Nāgārjuna est également célèbre pour avoir soutenu que sa philosophie de la vacuité n’était pas une vue, et qu’il n’a en fait pris aucune position ou thèse que ce soit puisque ce ne serait qu’une autre forme d’accrochage. Dans son Vigrahavyavartani, Nāgārjuna déclare carrément qu’il n’a aucune thèse (pratijña) à prouver. Cette idée deviendra un point central de débat pour les philosophes Mādhyamaka ultérieurs. Après Nāgārjuna, son élève Āryadeva (3e siècle de notre ère) a commenté et développé le système de Nāgārjuna. Un commentateur influent de Nāgārjuna fut Buddhapālita (470-550) qui a été interprété comme développant l’approche » prāsaṅgika » des œuvres de Nāgārjuna, selon laquelle les critiques du Madhyamaka sur l’essentialisme ne se font que par des arguments de reductio ad absurdum. Comme Nāgārjuna, au lieu d’avancer une position positive propre, Buddhapālita cherche simplement à montrer comment toutes les positions philosophiques sont intenables et auto-contradictoires sans avancer de thèse positive.
Buddhapālita est souvent opposé aux travaux de Bhāvaviveka (vers 500 – vers 578), qui a plaidé pour l’utilisation d’arguments logiques en utilisant l’épistémologie basée sur le pramana des logiciens indiens comme Dignāga.
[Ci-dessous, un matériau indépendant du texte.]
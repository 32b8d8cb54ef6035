// SafeSpace HTTP host
// JSON chat endpoint with in-memory per-session conversations

mod handlers;
mod session;

pub use handlers::{
    create_router, health_check, metrics_endpoint, AppError, ChatRequest, ChatResponse,
    HealthStatus, SessionInfo,
};
pub use session::{SessionError, SessionManager, SessionState};

use anyhow::{Context, Result};
use std::net::SocketAddr;
use std::sync::Arc;
use std::time::{Duration, Instant};
use tower_http::cors::CorsLayer;
use tower_http::trace::TraceLayer;

use crate::config::ServerSettings;
use crate::metrics::PipelineMetrics;
use crate::pipeline::ResponseOrchestrator;

/// Shared state behind every route
pub struct AppServer {
    orchestrator: Arc<ResponseOrchestrator>,
    metrics: Arc<PipelineMetrics>,
    session_manager: SessionManager,
    config: ServerSettings,
    started_at: Instant,
}

impl AppServer {
    /// The orchestrator should already report into `metrics`
    pub fn new(
        orchestrator: Arc<ResponseOrchestrator>,
        metrics: Arc<PipelineMetrics>,
        config: ServerSettings,
    ) -> Self {
        let session_manager =
            SessionManager::new(config.max_sessions, config.session_timeout_minutes);

        Self {
            orchestrator,
            metrics,
            session_manager,
            config,
            started_at: Instant::now(),
        }
    }

    /// Router with tracing and CORS layers applied
    pub fn into_router(self) -> axum::Router {
        create_router(Arc::new(self))
            .layer(TraceLayer::new_for_http())
            .layer(CorsLayer::permissive())
    }

    /// Bind and serve until the process is stopped
    pub async fn serve(self) -> Result<()> {
        let addr: SocketAddr = self
            .config
            .bind_address
            .parse()
            .with_context(|| format!("Invalid bind address: {}", self.config.bind_address))?;

        let mode = if self.orchestrator.is_ai_enabled() {
            "ai"
        } else {
            "rule_based"
        };
        let app = self.into_router();

        let listener = tokio::net::TcpListener::bind(addr)
            .await
            .with_context(|| format!("Failed to bind {}", addr))?;

        tracing::info!(%addr, mode, "Starting SafeSpace server");
        axum::serve(listener, app).await.context("Server error")?;

        Ok(())
    }

    pub fn orchestrator(&self) -> &Arc<ResponseOrchestrator> {
        &self.orchestrator
    }

    pub fn metrics(&self) -> &Arc<PipelineMetrics> {
        &self.metrics
    }

    pub fn session_manager(&self) -> &SessionManager {
        &self.session_manager
    }

    pub fn config(&self) -> &ServerSettings {
        &self.config
    }

    pub fn uptime(&self) -> Duration {
        self.started_at.elapsed()
    }
}
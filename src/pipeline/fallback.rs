// Rule-based fallback tree
//
// Used whenever external generation yields nothing. Categories are tried in
// an explicit priority order and the first match supplies both the reply
// and its tool tag.

use anyhow::{Context, Result};
use std::sync::Arc;

use super::types::{ResponseResult, ResponseStatus, ResponseTool};
use crate::catalog::{normalize_text, EmotionLabel, EmotionSet, PatternCatalog};

#[derive(Debug, Clone, Copy, PartialEq, Eq)]
pub enum FallbackCategory {
    Greeting,
    Emotion(EmotionLabel),
    Gratitude,
    CheckIn,
    /// Always matches; last in every priority list
    ActiveListening,
}

impl FallbackCategory {
    pub fn tool(&self) -> ResponseTool {
        match self {
            FallbackCategory::Greeting => ResponseTool::Greeting,
            FallbackCategory::Emotion(label) => ResponseTool::for_emotion(*label),
            FallbackCategory::Gratitude => ResponseTool::GratitudeResponse,
            FallbackCategory::CheckIn => ResponseTool::CheckIn,
            FallbackCategory::ActiveListening => ResponseTool::ActiveListening,
        }
    }
}

#[derive(Clone)]
pub struct FallbackTree {
    catalog: Arc<PatternCatalog>,
    priority: Vec<FallbackCategory>,
}

impl FallbackTree {
    /// Greeting, then the catalog's emotion priority, then gratitude,
    /// check-in and active listening
    pub fn new(catalog: Arc<PatternCatalog>) -> Self {
        let mut priority = vec![FallbackCategory::Greeting];
        priority.extend(
            catalog
                .fallback_priority
                .iter()
                .map(|label| FallbackCategory::Emotion(*label)),
        );
        priority.extend([
            FallbackCategory::Gratitude,
            FallbackCategory::CheckIn,
            FallbackCategory::ActiveListening,
        ]);

        Self { catalog, priority }
    }

    pub fn priority(&self) -> &[FallbackCategory] {
        &self.priority
    }

    /// First category in priority order that matches the message
    pub fn select(&self, text: &str, labels: &EmotionSet) -> FallbackCategory {
        let text_lower = normalize_text(text);

        self.priority
            .iter()
            .copied()
            .find(|category| self.matches(*category, &text_lower, labels))
            .unwrap_or(FallbackCategory::ActiveListening)
    }

    fn matches(&self, category: FallbackCategory, text_lower: &str, labels: &EmotionSet) -> bool {
        match category {
            FallbackCategory::Greeting => self.catalog.greeting.matches(text_lower),
            FallbackCategory::Emotion(label) => labels.contains(&label),
            FallbackCategory::Gratitude => self.catalog.gratitude.matches(text_lower),
            FallbackCategory::CheckIn => self.catalog.check_in.matches(text_lower),
            FallbackCategory::ActiveListening => true,
        }
    }

    /// Rule-based reply for the message
    pub fn respond(&self, text: &str, labels: &EmotionSet) -> Result<ResponseResult> {
        let category = self.select(text, labels);
        tracing::info!(category = ?category, "Fallback tree selected category");

        let response = match category {
            FallbackCategory::Greeting => self.catalog.greeting.reply.clone(),
            FallbackCategory::Emotion(label) => self.emotion_reply(label)?,
            FallbackCategory::Gratitude => self.catalog.gratitude.reply.clone(),
            FallbackCategory::CheckIn => self.catalog.check_in.reply.clone(),
            FallbackCategory::ActiveListening => self.catalog.default_reply.clone(),
        };

        Ok(ResponseResult::new(
            response,
            category.tool(),
            ResponseStatus::Degraded,
        ))
    }

    /// Emotion reply with that emotion's coping text under its callout
    fn emotion_reply(&self, label: EmotionLabel) -> Result<String> {
        let entry = self
            .catalog
            .entry(label)
            .with_context(|| format!("Catalog has no entry for emotion '{}'", label))?;

        let reply = entry
            .reply
            .as_deref()
            .filter(|reply| !reply.trim().is_empty())
            .with_context(|| format!("Catalog has no fallback reply for emotion '{}'", label))?;

        Ok(match self.catalog.coping(label) {
            Some(coping) => format!("{}\n\n{} {}", reply, entry.callout, coping),
            None => reply.to_string(),
        })
    }
}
Bhāvaviveka soutenait que les Madhyamika pouvaient avancer leurs propres arguments positifs, au lieu de se contenter de critiquer les arguments des autres, une tactique appelée vitaṇḍā (attaquer) qui était considérée comme de mauvais aloi dans les cercles philosophiques indiens. Il soutenait que la position d’un Mādhyamaka était simplement que les phénomènes sont dépourvus de nature inhérente. Cette approche a été qualifiée de style svātantrika du Madhyamaka par les philosophes et les commentateurs tibétains. Un autre commentateur influent, Candrakīrti (vers 600-650), a critiqué l’adoption par Bhāvaviveka de la tradition pramana au motif qu’elle contenait un essentialisme subtil et a soutenu que les Mādhyamikas ne doivent faire aucune affirmation positive et n’ont pas besoin de construire des arguments formels.
École YogācāraEdit
Le texte central de l’école Yogācāra, le Saṃdhinirmocana-sūtra, explique la vacuité en termes de théorie des trois natures, précisant que son but est d' »établir la doctrine des trois êtres vivants (trisvabhāva) en termes de leur absence de nature propre (niḥsvabhāvatā). » Selon Andrew Skilton, dans le Yogācāra, la vacuité est « l’absence de dualité entre le sujet percevant (lit. « saisisseur », Skt : grāhaka, Tib : ‘dzin-pa) et l’objet perçu (« saisi », Skt : grāhya, Tib : bzhung-ba). » C’est ce que l’on constate dans la citation suivante du Madhyāntavibhāga :
Il existe l’imagination de l’irréel, il n’y a pas de dualité, mais il y a la vacuité, même en cela il y a cela.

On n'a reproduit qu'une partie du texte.